*What to do*:
Each line of the data below that carries the word "info" needs to be copied.

*Record extracts*:
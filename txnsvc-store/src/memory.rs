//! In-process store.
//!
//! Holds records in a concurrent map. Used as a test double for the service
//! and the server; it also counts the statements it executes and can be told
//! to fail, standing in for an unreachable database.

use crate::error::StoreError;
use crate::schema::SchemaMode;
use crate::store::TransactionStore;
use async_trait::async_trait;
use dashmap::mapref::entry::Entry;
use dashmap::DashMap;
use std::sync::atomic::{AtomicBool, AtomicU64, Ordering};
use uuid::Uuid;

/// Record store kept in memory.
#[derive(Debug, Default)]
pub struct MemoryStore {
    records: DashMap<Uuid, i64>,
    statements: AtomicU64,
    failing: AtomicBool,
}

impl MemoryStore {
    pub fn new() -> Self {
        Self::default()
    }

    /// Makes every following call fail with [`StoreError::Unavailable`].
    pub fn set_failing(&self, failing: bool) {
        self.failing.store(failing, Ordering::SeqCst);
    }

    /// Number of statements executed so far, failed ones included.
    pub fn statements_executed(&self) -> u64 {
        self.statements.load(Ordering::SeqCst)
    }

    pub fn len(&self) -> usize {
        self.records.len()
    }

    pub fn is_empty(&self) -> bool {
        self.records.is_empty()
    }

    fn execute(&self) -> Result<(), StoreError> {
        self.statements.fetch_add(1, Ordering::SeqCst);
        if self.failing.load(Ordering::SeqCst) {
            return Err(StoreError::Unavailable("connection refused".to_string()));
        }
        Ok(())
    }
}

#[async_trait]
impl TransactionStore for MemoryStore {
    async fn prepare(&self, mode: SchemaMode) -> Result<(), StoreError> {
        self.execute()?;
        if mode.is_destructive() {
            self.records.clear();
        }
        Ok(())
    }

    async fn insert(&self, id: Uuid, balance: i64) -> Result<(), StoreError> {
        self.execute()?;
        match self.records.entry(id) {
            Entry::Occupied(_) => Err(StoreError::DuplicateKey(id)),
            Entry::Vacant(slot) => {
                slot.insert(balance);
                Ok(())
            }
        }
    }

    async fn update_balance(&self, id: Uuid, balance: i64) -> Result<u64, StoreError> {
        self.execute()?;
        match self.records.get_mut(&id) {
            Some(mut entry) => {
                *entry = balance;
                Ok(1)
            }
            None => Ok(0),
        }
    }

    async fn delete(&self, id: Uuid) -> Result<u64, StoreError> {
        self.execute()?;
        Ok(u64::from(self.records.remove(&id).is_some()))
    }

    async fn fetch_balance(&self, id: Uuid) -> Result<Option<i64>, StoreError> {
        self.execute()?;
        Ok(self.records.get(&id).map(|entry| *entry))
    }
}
==
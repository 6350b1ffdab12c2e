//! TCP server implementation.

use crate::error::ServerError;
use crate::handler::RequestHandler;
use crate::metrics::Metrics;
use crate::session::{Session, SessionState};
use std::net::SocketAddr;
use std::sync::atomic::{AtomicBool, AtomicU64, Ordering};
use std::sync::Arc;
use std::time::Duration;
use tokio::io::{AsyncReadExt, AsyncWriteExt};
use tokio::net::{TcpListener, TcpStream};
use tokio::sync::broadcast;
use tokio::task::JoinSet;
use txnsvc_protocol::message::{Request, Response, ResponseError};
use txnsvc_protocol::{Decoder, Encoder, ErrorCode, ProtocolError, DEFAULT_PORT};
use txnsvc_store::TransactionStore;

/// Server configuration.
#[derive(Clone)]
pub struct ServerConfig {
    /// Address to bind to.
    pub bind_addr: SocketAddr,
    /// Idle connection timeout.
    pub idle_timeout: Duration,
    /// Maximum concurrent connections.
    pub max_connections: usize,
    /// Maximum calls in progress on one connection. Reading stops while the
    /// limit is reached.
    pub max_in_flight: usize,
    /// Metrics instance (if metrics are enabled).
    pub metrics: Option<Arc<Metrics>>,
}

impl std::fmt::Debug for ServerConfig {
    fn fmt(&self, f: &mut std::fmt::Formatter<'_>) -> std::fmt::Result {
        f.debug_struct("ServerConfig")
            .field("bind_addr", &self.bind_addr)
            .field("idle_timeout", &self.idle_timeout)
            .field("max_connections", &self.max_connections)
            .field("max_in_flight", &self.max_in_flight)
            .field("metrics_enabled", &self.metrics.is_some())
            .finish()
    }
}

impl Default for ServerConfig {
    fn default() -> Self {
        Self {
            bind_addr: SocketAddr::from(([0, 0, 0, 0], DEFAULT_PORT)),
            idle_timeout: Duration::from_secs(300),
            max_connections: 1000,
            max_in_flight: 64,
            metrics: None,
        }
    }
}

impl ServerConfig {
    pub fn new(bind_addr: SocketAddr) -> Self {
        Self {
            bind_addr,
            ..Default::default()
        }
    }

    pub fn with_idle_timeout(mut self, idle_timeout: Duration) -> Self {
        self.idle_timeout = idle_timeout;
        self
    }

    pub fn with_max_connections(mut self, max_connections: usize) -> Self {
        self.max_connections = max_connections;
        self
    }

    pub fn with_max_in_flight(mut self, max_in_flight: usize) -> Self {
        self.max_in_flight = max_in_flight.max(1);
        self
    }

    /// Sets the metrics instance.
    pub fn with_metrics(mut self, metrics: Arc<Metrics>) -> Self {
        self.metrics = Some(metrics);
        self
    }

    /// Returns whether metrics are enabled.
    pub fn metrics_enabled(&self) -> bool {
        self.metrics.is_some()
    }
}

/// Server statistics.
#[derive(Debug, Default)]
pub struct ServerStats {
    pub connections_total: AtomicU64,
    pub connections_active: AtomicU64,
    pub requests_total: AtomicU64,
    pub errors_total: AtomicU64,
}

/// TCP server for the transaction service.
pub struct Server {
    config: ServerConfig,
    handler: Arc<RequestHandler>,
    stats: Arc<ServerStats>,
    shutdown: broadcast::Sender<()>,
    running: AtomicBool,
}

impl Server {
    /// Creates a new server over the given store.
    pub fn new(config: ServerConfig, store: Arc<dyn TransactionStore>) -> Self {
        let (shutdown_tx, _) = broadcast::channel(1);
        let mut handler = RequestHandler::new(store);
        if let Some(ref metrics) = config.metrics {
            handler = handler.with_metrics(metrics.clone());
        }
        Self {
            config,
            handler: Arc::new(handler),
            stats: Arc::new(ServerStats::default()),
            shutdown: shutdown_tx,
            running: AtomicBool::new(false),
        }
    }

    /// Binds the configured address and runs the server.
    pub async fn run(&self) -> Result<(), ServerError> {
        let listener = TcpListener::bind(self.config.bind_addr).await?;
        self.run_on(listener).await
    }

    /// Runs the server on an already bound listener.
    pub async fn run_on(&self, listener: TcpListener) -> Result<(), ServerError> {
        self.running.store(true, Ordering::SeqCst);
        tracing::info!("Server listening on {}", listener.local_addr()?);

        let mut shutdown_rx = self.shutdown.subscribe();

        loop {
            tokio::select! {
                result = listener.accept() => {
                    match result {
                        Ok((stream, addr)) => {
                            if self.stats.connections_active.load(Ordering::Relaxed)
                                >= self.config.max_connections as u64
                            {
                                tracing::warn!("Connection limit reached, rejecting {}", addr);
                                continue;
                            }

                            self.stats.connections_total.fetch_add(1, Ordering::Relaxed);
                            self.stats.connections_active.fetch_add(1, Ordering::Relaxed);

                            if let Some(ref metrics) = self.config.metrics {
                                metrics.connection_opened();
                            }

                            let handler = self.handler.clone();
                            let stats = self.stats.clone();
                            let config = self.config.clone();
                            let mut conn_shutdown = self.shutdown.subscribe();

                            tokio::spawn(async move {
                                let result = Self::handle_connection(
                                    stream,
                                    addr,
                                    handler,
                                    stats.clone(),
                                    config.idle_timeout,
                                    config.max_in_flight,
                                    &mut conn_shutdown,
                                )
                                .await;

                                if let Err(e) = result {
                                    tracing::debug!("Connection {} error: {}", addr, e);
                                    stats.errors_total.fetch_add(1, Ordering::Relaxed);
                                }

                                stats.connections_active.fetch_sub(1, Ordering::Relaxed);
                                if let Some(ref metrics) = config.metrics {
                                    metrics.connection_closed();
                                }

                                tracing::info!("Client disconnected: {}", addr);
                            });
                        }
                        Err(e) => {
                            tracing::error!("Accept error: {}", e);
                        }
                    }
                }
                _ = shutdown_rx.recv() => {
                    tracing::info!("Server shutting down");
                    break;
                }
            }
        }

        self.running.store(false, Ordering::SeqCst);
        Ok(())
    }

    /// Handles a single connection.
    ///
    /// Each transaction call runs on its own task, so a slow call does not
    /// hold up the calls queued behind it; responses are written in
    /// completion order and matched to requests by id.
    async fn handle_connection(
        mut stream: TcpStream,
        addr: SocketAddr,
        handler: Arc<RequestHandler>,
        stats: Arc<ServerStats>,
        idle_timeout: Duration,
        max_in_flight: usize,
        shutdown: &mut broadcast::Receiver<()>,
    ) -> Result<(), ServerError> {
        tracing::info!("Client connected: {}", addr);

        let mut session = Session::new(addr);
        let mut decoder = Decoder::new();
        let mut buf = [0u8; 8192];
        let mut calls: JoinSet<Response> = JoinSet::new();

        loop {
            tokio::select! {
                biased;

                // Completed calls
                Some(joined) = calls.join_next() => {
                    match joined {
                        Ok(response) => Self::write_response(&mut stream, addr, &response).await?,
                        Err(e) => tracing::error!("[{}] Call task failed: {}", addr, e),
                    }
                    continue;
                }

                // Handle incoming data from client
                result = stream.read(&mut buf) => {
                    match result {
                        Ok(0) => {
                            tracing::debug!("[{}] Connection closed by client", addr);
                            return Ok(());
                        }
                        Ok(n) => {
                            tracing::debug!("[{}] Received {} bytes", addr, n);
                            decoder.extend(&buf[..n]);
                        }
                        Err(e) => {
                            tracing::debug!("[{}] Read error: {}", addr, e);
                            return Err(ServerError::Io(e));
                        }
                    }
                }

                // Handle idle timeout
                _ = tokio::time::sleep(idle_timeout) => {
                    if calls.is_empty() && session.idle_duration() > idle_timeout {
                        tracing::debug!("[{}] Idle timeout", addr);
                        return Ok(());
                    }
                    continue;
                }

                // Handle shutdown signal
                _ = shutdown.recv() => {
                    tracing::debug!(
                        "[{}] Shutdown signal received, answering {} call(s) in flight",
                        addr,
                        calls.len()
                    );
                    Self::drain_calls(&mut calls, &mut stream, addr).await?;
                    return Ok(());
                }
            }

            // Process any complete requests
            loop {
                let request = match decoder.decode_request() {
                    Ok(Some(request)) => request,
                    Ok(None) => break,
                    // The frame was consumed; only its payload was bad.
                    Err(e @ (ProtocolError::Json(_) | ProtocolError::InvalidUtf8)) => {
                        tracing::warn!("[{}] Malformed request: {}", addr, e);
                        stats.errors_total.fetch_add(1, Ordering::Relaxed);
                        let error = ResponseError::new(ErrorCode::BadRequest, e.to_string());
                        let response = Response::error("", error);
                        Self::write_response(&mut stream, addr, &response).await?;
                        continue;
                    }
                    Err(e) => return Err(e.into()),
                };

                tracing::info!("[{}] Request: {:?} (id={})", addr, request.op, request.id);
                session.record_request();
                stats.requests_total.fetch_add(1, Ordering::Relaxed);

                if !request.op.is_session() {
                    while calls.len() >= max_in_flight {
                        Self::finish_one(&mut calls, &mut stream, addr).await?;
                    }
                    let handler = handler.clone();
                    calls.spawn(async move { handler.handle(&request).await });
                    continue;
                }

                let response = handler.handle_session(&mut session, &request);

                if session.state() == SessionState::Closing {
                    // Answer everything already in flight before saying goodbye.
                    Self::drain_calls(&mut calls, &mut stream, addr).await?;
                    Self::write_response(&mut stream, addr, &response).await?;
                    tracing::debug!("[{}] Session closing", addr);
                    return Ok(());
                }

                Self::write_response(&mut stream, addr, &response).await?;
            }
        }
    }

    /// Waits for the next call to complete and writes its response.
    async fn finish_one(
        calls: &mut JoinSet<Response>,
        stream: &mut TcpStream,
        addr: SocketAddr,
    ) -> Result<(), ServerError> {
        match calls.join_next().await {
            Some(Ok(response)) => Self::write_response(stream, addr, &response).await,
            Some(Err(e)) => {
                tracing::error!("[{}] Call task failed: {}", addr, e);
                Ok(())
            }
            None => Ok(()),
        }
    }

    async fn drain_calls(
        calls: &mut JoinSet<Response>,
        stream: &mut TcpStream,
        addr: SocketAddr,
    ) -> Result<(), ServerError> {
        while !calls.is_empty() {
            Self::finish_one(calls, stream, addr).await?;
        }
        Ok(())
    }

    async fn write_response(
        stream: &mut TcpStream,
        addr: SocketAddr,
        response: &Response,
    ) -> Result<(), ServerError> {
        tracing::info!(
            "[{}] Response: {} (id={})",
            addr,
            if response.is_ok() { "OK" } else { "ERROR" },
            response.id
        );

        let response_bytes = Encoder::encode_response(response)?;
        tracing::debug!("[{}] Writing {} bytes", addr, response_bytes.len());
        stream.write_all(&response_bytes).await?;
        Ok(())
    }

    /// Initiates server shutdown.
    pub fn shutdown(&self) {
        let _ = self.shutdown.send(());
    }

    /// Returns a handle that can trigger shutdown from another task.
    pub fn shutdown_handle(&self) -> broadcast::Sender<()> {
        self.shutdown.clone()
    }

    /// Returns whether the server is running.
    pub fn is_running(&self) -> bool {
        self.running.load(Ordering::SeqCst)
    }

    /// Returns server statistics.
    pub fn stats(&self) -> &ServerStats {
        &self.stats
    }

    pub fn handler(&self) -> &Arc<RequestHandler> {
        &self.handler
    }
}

*Your solution*:
        tracing::info!("Server listening on {}", listener.local_addr()?);
                                tracing::info!("Client disconnected: {}", addr);
                    tracing::info!("Server shutting down");
        tracing::info!("Client connected: {}", addr);
                tracing::info!("[{}] Request: {:?} (id={})", addr, request.op, request.id);
        tracing::info!(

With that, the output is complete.